# [Your objective]
Print this span of the material below exactly: the line with "pub mod date;", the line with "used by macros.", and every line between them, but nothing else.

____________________

//! Read entities definitions.

pub mod booking;
pub mod car;
pub mod testimonial;
//! Common definitions.
//!
//! List of available Cargo features:
#![doc = document_features::document_features!()]
#![deny(
    nonstandard_style,
    rust_2018_idioms,
    rustdoc::all,
    trivial_casts,
    trivial_numeric_casts,
    unsafe_code
)]
#![forbid(non_ascii_idents)]
#![warn(
    clippy::allow_attributes,
    clippy::allow_attributes_without_reason,
    clippy::pedantic,
    clippy::wildcard_enum_match_arm,
    deprecated_in_future,
    missing_copy_implementations,
    missing_debug_implementations,
    missing_docs,
    unreachable_pub,
    unused_crate_dependencies,
    unused_import_braces,
    unused_labels,
    unused_lifetimes,
    unused_qualifications,
    unused_results
)]

pub mod date;
pub mod datetime;
pub mod handler;
mod kind;
pub mod money;
pub mod operations;
pub mod unit;

pub use self::{
    date::{Date, DateRange},
    datetime::{DateTime, DateTimeOf},
    handler::Handler,
    money::Money,
};

#[doc(hidden)]
pub mod private {
    //! Private definitions used by macros.

    #[cfg(feature = "postgres")]
    pub use postgres_types;
    #[cfg(feature = "serde")]
    pub use serde;
    pub use strum;
}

____________________

# [Solved problem]
pub mod date;
pub mod datetime;
pub mod handler;
mod kind;
pub mod money;
pub mod operations;
pub mod unit;

pub use self::{
    date::{Date, DateRange},
    datetime::{DateTime, DateTimeOf},
    handler::Handler,
    money::Money,
};

#[doc(hidden)]
pub mod private {
    //! Private definitions used by macros.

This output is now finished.